## WHAT IS EXPECTED
Where in the data does the word "derive" appear? Find those lines and copy them.

━━━━━━

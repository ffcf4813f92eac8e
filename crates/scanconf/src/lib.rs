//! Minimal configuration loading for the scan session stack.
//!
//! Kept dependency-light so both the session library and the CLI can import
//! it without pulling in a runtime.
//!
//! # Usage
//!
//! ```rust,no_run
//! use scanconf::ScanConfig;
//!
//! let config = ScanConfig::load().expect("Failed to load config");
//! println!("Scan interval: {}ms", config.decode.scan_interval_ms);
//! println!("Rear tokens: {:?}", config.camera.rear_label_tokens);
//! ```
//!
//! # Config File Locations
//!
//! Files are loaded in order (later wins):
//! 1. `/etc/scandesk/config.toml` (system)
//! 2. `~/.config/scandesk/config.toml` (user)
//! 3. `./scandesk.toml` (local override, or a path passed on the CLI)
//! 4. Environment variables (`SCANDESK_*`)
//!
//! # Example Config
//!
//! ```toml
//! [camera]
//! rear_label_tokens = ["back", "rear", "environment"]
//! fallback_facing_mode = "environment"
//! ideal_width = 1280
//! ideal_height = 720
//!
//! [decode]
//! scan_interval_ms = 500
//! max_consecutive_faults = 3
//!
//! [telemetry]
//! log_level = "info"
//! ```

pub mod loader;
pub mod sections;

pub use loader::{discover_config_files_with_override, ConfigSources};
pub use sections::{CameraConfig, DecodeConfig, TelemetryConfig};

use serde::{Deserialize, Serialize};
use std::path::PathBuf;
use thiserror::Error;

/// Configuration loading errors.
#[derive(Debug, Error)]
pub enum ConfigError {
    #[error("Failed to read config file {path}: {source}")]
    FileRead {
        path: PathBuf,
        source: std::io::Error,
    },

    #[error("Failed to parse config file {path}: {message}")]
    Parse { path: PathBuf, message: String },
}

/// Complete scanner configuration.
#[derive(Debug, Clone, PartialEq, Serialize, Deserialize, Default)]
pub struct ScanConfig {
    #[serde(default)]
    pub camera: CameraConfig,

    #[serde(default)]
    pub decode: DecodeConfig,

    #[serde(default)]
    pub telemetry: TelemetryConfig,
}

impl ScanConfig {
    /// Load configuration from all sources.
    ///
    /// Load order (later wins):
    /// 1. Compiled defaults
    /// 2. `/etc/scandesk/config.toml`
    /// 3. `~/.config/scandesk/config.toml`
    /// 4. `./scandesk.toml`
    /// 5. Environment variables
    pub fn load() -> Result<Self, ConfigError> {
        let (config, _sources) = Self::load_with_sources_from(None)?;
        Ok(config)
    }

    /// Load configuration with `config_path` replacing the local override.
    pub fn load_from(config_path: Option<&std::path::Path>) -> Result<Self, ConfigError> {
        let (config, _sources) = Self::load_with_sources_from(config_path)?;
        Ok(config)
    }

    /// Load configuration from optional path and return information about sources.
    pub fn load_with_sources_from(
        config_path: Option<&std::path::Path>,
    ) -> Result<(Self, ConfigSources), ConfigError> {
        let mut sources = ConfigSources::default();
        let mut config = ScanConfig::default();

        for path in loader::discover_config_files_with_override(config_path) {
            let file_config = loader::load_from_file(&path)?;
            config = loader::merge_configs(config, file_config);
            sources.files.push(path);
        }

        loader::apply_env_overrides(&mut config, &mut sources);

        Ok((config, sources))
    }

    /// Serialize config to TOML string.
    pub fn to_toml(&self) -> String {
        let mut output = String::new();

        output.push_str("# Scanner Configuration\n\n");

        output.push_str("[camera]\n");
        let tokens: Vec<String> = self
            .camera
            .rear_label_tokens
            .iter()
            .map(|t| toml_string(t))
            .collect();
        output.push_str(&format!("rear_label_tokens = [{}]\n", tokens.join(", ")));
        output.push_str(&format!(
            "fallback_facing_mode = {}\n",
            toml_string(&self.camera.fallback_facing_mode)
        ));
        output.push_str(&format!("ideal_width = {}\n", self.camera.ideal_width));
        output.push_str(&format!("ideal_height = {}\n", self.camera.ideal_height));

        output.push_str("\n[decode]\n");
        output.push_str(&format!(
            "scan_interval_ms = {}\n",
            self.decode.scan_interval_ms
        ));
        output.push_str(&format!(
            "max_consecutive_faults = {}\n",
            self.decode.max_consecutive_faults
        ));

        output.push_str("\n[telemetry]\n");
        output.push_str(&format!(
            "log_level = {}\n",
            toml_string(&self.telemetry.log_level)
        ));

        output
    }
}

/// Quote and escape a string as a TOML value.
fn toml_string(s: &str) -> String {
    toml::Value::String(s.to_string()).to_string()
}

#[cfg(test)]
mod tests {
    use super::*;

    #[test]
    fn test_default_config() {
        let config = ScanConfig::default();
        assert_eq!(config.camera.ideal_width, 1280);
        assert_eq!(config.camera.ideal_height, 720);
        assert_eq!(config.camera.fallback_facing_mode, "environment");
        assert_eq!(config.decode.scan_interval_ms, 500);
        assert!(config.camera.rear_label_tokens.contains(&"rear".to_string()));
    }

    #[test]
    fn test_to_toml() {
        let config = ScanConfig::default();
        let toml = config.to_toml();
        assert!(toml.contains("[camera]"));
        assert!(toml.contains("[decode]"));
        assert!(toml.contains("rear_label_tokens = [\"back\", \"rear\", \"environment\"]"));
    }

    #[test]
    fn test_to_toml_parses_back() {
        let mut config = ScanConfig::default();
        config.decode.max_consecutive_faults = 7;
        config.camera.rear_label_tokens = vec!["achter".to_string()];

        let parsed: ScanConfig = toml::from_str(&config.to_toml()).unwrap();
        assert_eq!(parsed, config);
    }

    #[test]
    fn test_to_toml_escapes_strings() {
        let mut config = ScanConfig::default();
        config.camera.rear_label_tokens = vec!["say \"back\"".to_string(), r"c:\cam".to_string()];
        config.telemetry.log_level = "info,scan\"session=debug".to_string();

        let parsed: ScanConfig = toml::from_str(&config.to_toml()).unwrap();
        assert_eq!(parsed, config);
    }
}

━━━━━━

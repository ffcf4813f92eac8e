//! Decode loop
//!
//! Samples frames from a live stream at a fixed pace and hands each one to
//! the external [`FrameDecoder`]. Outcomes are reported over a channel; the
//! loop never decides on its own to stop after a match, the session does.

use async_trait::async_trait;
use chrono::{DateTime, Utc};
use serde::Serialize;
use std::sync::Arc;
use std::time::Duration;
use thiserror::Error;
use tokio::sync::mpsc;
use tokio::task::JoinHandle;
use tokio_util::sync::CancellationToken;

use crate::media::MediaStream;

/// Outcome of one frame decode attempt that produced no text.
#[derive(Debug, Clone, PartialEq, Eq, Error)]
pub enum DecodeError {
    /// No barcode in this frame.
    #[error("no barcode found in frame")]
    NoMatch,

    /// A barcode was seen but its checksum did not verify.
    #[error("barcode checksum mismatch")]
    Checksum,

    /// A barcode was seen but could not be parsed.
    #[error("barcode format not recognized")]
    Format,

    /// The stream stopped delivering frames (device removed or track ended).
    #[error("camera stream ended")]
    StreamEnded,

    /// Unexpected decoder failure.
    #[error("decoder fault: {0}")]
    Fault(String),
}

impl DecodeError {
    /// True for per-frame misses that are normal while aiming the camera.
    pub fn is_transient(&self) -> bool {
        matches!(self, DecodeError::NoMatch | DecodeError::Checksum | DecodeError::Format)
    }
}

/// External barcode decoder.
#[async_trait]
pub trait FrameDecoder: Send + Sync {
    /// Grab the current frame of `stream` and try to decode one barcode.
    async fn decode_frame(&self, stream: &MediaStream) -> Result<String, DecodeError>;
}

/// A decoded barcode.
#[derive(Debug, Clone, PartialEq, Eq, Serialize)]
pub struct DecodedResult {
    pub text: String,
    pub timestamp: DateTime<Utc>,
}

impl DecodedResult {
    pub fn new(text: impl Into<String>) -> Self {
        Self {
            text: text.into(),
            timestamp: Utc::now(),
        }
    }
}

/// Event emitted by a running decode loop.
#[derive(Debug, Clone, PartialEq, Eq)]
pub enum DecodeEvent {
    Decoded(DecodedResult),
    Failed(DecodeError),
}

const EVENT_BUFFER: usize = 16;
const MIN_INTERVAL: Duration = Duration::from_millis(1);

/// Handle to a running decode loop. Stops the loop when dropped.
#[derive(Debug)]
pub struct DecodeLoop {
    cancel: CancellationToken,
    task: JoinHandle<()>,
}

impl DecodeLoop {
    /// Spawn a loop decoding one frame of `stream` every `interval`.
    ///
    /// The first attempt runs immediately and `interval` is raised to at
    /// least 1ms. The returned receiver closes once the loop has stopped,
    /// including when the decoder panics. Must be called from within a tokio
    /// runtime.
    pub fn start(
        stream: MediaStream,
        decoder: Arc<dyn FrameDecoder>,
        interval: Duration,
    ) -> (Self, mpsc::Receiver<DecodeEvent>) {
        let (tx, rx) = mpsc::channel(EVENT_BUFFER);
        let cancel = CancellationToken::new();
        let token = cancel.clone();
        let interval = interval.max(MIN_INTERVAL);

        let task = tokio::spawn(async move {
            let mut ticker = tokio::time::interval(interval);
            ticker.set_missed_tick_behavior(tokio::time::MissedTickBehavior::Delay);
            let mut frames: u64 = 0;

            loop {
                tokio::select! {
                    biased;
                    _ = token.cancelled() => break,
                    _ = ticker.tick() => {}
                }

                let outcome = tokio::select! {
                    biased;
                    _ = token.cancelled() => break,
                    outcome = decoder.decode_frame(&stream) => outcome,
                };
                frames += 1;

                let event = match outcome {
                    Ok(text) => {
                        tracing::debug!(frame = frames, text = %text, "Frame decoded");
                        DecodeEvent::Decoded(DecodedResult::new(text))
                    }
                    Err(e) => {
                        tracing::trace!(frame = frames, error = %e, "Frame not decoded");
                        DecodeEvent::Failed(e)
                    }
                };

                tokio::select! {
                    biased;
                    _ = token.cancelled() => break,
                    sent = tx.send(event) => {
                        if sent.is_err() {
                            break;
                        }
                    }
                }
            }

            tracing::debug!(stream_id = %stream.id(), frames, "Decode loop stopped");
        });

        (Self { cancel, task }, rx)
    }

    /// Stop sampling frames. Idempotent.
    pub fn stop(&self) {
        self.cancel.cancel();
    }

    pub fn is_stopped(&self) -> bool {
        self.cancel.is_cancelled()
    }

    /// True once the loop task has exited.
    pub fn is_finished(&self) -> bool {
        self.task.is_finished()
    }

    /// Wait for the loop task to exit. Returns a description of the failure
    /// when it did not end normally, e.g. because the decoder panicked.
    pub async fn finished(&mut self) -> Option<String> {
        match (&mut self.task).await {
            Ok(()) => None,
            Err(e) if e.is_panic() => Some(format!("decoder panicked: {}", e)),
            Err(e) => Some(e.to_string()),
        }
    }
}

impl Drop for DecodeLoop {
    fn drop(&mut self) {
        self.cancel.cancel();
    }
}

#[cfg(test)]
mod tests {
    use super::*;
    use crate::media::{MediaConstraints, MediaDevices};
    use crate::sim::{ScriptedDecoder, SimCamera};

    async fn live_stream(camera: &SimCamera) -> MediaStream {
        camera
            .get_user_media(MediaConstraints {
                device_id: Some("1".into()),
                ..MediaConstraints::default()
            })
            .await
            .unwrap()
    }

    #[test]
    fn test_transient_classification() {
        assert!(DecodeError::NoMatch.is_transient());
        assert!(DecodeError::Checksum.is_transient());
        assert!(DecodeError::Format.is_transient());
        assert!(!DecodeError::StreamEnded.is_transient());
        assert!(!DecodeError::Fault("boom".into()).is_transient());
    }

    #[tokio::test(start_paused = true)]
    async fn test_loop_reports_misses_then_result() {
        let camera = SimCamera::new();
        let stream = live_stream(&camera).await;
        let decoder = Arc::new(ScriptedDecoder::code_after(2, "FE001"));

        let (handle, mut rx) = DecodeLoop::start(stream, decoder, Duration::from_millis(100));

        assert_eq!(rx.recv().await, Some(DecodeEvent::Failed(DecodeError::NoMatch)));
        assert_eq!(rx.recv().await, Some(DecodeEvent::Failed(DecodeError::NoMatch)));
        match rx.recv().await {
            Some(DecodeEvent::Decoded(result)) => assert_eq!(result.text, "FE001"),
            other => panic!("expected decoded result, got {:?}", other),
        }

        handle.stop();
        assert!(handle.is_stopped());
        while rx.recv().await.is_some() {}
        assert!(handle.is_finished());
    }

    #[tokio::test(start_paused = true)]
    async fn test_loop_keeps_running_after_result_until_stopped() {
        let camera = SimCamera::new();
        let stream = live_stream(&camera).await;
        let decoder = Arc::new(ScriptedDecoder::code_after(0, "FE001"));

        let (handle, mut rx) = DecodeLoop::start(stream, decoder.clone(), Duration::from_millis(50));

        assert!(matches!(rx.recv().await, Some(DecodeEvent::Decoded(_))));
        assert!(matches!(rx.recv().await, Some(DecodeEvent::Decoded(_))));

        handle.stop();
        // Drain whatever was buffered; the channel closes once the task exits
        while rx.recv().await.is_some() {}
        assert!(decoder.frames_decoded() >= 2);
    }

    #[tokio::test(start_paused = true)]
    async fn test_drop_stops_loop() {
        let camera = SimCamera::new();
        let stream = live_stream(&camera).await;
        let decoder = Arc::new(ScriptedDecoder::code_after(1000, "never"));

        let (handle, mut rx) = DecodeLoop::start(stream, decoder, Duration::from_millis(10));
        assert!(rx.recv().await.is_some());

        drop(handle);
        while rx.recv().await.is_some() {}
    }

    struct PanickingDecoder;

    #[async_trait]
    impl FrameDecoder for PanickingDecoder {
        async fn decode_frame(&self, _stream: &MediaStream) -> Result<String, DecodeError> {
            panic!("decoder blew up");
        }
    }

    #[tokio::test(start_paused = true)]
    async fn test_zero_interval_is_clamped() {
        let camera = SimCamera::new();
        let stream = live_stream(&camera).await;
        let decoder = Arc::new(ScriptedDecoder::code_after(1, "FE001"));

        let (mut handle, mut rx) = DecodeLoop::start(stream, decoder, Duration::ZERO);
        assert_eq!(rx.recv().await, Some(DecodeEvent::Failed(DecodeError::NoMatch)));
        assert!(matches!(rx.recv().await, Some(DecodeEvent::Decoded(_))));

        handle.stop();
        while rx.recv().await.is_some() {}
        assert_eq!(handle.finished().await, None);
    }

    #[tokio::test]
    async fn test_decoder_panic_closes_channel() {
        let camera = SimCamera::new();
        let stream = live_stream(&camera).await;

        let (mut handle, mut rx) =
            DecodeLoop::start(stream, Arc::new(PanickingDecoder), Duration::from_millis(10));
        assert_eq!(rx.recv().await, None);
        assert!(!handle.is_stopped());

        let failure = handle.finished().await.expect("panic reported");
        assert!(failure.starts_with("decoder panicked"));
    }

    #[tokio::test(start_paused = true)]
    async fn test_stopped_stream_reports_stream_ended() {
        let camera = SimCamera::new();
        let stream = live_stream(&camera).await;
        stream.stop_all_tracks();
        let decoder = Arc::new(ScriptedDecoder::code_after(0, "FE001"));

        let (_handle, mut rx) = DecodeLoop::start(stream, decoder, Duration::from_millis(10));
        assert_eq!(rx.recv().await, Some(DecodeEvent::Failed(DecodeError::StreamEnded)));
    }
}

━━━━━━

## SOLUTION BELOW
#[derive(Debug, Error)]
#[derive(Debug, Clone, PartialEq, Serialize, Deserialize, Default)]
#[derive(Debug, Clone, PartialEq, Eq, Error)]
#[derive(Debug, Clone, PartialEq, Eq, Serialize)]
#[derive(Debug, Clone, PartialEq, Eq)]
#[derive(Debug)]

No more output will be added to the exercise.